The building, certainly an architectural marvel, is neither particularly wonderful nor particularly unique; as such, it might be at home in any major city of the United States. Curved ceilings and tiered lighting, Starbucks and Cinnabon facades, and a thousand Ikea-esque chairs serve as nothing more than a simple backdrop to the sensory overload that is the people. A group of African businessmen in Italian suits and traditional caps crowd the check-in counter. Two men - obviously relatives, if distant, of the royal family and marked as such by their well-tailored white desert clothing and silvery-edged headress cloth - bypass even the first-class only line and argue quietly with an airline representative who asks them to wait their turn; a youth in blue jeans and an oversized hoodie who trails behind them produces official-looking documents from his pockets which the two wave about, demanding recognition of their station. Women, all of whom would be dressed modestly by American or European standards, nevertheless run the gamut from flight attendants and tourists in pants or knee-length skirts and slightly less than demure blouses to dedicated Muslim women veiled to the eyes and carrying authentic Coach purses who order muffins - only speaking to their husbands, of course - at the more expensive coffee bar and whose hands sparkle with jewelry as they sip their lattes.

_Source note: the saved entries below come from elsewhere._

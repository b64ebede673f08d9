//! Read/write disk store with space reuse.

use crate::address::Address;
use crate::allocator::{Allocator, Slot};
use crate::backend::StorageBackend;
use crate::error::StorageResult;
use crate::framing;
use crate::layout::{RootSlot, HEADER_SIZE};
use crate::options::{BufferMode, StoreOptions};
use crate::region::FileRegion;
use crate::worm::{DiskWormBackend, WormStore};
use parking_lot::Mutex;
use tracing::debug;

/// A disk store that reuses released space.
///
/// Records are appended like [`DiskWormBackend`] until deleted slots become
/// free; a write then takes a free slot of exactly its stored size. The
/// allocator state is persisted by [`StorageBackend::checkpoint_allocator`]
/// and its address carried in the root block.
#[derive(Debug)]
pub struct DiskRwBackend {
    inner: DiskWormBackend,
    allocator: Mutex<Allocator>,
    committed: Mutex<Allocator>,
}

/// Allocator counters, for tests and diagnostics.
#[derive(Debug, Clone, Copy, Default, PartialEq, Eq)]
pub struct AllocatorStats {
    /// Slots ready for reuse.
    pub free: usize,
    /// Slots released by a commit but still visible to history.
    pub deferred: usize,
    /// Slots released since the last commit.
    pub pending: usize,
}

impl DiskRwBackend {
    /// Opens or creates a read/write disk store.
    ///
    /// # Errors
    ///
    /// Returns an error if the file cannot be opened or locked, or is too
    /// short to hold the root block header.
    pub fn open(options: &StoreOptions) -> StorageResult<Self> {
        let region = FileRegion::open(options, HEADER_SIZE + options.initial_extent)?;
        let inner = WormStore::open_region(region, BufferMode::DiskRw, options)?;
        Ok(Self {
            inner,
            allocator: Mutex::new(Allocator::default()),
            committed: Mutex::new(Allocator::default()),
        })
    }

    /// Current allocator counters.
    #[must_use]
    pub fn allocator_stats(&self) -> AllocatorStats {
        let allocator = self.allocator.lock();
        AllocatorStats {
            free: allocator.free_slots(),
            deferred: allocator.deferred_slots(),
            pending: allocator.pending_slots(),
        }
    }

    /// Simulates an interrupted I/O closing the file handle.
    pub fn close_handle(&self) {
        self.inner.close_handle();
    }

    /// Number of times the file handle was reopened.
    #[must_use]
    pub fn reopen_count(&self) -> u64 {
        self.inner.reopen_count()
    }
}

impl StorageBackend for DiskRwBackend {
    fn mode(&self) -> BufferMode {
        BufferMode::DiskRw
    }

    fn uses_checksums(&self) -> bool {
        self.inner.uses_checksums()
    }

    fn is_new(&self) -> bool {
        self.inner.is_new()
    }

    fn write(&self, data: &[u8]) -> StorageResult<Address> {
        DiskWormBackend::validate_record(data)?;
        let len = framing::stored_len(data.len(), self.uses_checksums()) as u64;
        let mut allocator = self.allocator.lock();
        match allocator.allocate(len) {
            Some(offset) => match self.inner.overwrite(offset, data) {
                Ok(addr) => Ok(addr),
                Err(e) => {
                    allocator.unallocate(Slot { offset, len });
                    Err(e)
                }
            },
            None => self.inner.append(data),
        }
    }

    fn read(&self, address: Address) -> StorageResult<Vec<u8>> {
        self.inner.read(address)
    }

    fn delete(&self, address: Address) -> StorageResult<()> {
        self.inner.check_written(address)?;
        let slot = Slot {
            offset: address.offset(),
            len: self.inner.stored_len(address),
        };
        self.allocator.lock().release(slot);
        Ok(())
    }

    fn force(&self, metadata: bool) -> StorageResult<()> {
        self.inner.force(metadata)
    }

    fn extent(&self) -> u64 {
        self.inner.extent()
    }

    fn user_extent(&self) -> u64 {
        self.inner.user_extent()
    }

    fn next_offset(&self) -> u64 {
        self.inner.next_offset()
    }

    fn overflow(&self, needed: u64) -> StorageResult<bool> {
        self.inner.overflow(needed)
    }

    fn read_root_block(&self, slot: RootSlot) -> StorageResult<Vec<u8>> {
        self.inner.read_root_block(slot)
    }

    fn write_root_block(&self, slot: RootSlot, block: &[u8]) -> StorageResult<()> {
        self.inner.write_root_block(slot, block)
    }

    fn is_dirty(&self) -> bool {
        self.inner.cursor_dirty() || self.allocator.lock().is_dirty()
    }

    fn commit(&self) {
        let mut allocator = self.allocator.lock();
        self.inner.commit();
        allocator.mark_clean();
        *self.committed.lock() = allocator.clone();
    }

    fn abort(&self) {
        let mut allocator = self.allocator.lock();
        self.inner.abort();
        *allocator = self.committed.lock().clone();
    }

    fn restore(&self, next_offset: u64, meta: Address) -> StorageResult<()> {
        self.inner.restore(next_offset, meta)?;
        let allocator = if meta.is_null() {
            Allocator::default()
        } else {
            let bytes = self.inner.read(meta)?;
            Allocator::decode(meta, &bytes)?
        };
        debug!(
            free = allocator.free_slots(),
            deferred = allocator.deferred_slots(),
            "restored allocator"
        );
        *self.committed.lock() = allocator.clone();
        *self.allocator.lock() = allocator;
        Ok(())
    }

    fn checkpoint_allocator(&self, commit_time: u64, release_before: u64) -> StorageResult<Address> {
        let mut allocator = self.allocator.lock();
        let previous = allocator.meta;
        if !previous.is_null() {
            allocator.release(Slot {
                offset: previous.offset(),
                len: self.inner.stored_len(previous),
            });
        }
        let released = allocator.checkpoint(commit_time, release_before);
        // Appended rather than allocated so the encoded state stays exact.
        let meta = self.inner.append(&allocator.encode())?;
        allocator.meta = meta;
        debug!(commit_time, released, %meta, "checkpointed allocator");
        Ok(meta)
    }

    fn close(&self) -> StorageResult<()> {
        self.inner.close()
    }

    fn destroy(&self) -> StorageResult<()> {
        self.inner.destroy()
    }
}
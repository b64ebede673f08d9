//! Journal configuration.

use std::path::PathBuf;
use std::time::Duration;
use tessera_storage::{BufferMode, StoreOptions};

/// How hard a commit pushes data to stable media.
#[derive(Debug, Clone, Copy, PartialEq, Eq, Default)]
pub enum ForceOnCommit {
    /// Leave flushing to the operating system.
    No,
    /// Force file data.
    #[default]
    Force,
    /// Force file data and metadata.
    ForceMetadata,
}

/// Configuration for opening a journal.
#[derive(Debug, Clone)]
pub struct Config {
    /// Backend selection and sizing.
    pub store: StoreOptions,

    /// Durability of each commit.
    pub force_on_commit: ForceOnCommit,

    /// How long released space stays readable for historical views.
    pub min_release_age: Duration,

    /// Number of threads serving read tasks.
    pub read_pool_size: usize,

    /// How long the write service keeps a commit group open.
    pub group_commit_timeout: Duration,

    /// Largest number of tasks in one commit group.
    pub max_group_size: usize,

    /// How long a task waits for a resource lock.
    pub lock_timeout: Duration,

    /// How long shutdown waits before interrupting running tasks.
    pub shutdown_timeout: Duration,
}

impl Default for Config {
    fn default() -> Self {
        Self {
            store: StoreOptions::default(),
            force_on_commit: ForceOnCommit::Force,
            min_release_age: Duration::ZERO,
            read_pool_size: std::thread::available_parallelism()
                .map(usize::from)
                .unwrap_or(4),
            group_commit_timeout: Duration::from_millis(100),
            max_group_size: 100,
            lock_timeout: Duration::from_secs(10),
            shutdown_timeout: Duration::from_secs(30),
        }
    }
}

impl Config {
    /// Creates a new configuration with default values.
    #[must_use]
    pub fn new() -> Self {
        Self::default()
    }

    /// Configuration for a heap-resident journal.
    #[must_use]
    pub fn transient() -> Self {
        Self::default().mode(BufferMode::Transient)
    }

    /// Configuration for a file-backed journal.
    #[must_use]
    pub fn disk(mode: BufferMode, path: impl Into<PathBuf>) -> Self {
        let mut config = Self::default().mode(mode);
        config.store = config.store.file(path);
        config
    }

    /// Sets the backend kind.
    #[must_use]
    pub fn mode(mut self, mode: BufferMode) -> Self {
        self.store.mode = mode;
        self
    }

    /// Replaces the store options.
    #[must_use]
    pub fn store(mut self, store: StoreOptions) -> Self {
        self.store = store;
        self
    }

    /// Sets the commit durability.
    #[must_use]
    pub const fn force_on_commit(mut self, value: ForceOnCommit) -> Self {
        self.force_on_commit = value;
        self
    }

    /// Sets the minimum release age.
    #[must_use]
    pub const fn min_release_age(mut self, age: Duration) -> Self {
        self.min_release_age = age;
        self
    }

    /// Sets the read pool size.
    #[must_use]
    pub const fn read_pool_size(mut self, size: usize) -> Self {
        self.read_pool_size = size;
        self
    }

    /// Sets the group commit window.
    #[must_use]
    pub const fn group_commit_timeout(mut self, timeout: Duration) -> Self {
        self.group_commit_timeout = timeout;
        self
    }

    /// Sets the maximum group size.
    #[must_use]
    pub const fn max_group_size(mut self, size: usize) -> Self {
        self.max_group_size = size;
        self
    }

    /// Sets the lock timeout.
    #[must_use]
    pub const fn lock_timeout(mut self, timeout: Duration) -> Self {
        self.lock_timeout = timeout;
        self
    }

    /// Sets the shutdown timeout.
    #[must_use]
    pub const fn shutdown_timeout(mut self, timeout: Duration) -> Self {
        self.shutdown_timeout = timeout;
        self
    }
}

The airport security setup involves an initial secure area for check-in and ticketing, with a full complement of metal detectors and x-ray machines (although, thank goodness, none of the TSA’s ridiculous full-body imaging or mandatory sexual assault). Just beyond the security line - indeed, so close as to be nearly a part of it - stand dozens of porters, each of whom scouts a likely victim coming through the line and collects their luggage from the x-ray belt before the passenger has a chance to stop them. “What airline, sir?” they ask, and it is a positive struggle to inform these panhandlers that yes, I intend to carry my own bags the 30 feet to the check-in counter. Once divested of checked bags and entrusted with boarding passes, passengers again move to the unsecured terminal area before entering the second secure area where the gates are located. Once again, belts come off, pockets are emptied, and boarding passes are checked. Beyond this checkpoint is passport control and then the airport at large.

Again, the resemblance to every other airport in the world is at once comforting and dissonant. Duty free shops line the hallways; salespeople hawking watches, eau de cologne, and candy line the shop entrances. Inside one, a Romanian (perhaps, although I have a tendency to think I know more about accents and languages than I actually do) family picks out boxes of hard candies. A …curvaceous… woman passes by, struggling to walk in five-inch heels and painted-on jeans which no one of her …figure… should wear, even in private, along with a head scarf. A young Middle-Eastern man sits near one gate, wearing a bowling shirt emblazoned with the logo of an auto body shop in California and a name tag that reads “Steve” - he is clearly ignorant of his own ironic (hipster) genius. The piece de resistance is a pair of janitors, who must have, surely, been of Latin American origin, judging by their western boots and concho belt buckles, but perhaps my eyes decieved me.

Through all this, not one person looks around and truly sees anyone else. There is none of the studious ignorance of one’s neighbors common to Manhattanites, nor the desire not to see that’s common when one culture abuts a “less-civilized” neighbor. No, there is simply nothing remarkable here, in the eyes of anyone but the final outside observer. Perhaps there is nothing to see, or perhaps each group is so engrossed in their own movements that they have no desire to notice others. Indeed, I am nearly run over twice - once by a middle-aged Oriental woman in the traditional uniform of a Chinese tourist, who simply pretends that I am not there the first four times her luggage cart impacts my calves as she forces her way to the front of the security/check-in line, and again by a screaming four-year old who belongs to a portly, middle-aged African American in a Yankees cap and his Asian wife. Being ignored by small children in airports is nothing new to me, but it is fascinating to observe a check-in, security, and boarding system built without the concept of waiting in lines or queing, seemingly so fundamental to the Western model of efficiency in public spaces. Perversely enough, I make no effort to shoulder others out of my way or move with any sense of urgency, and I make it through to my gate faster than I have managed at any other airport, anywhere in the world.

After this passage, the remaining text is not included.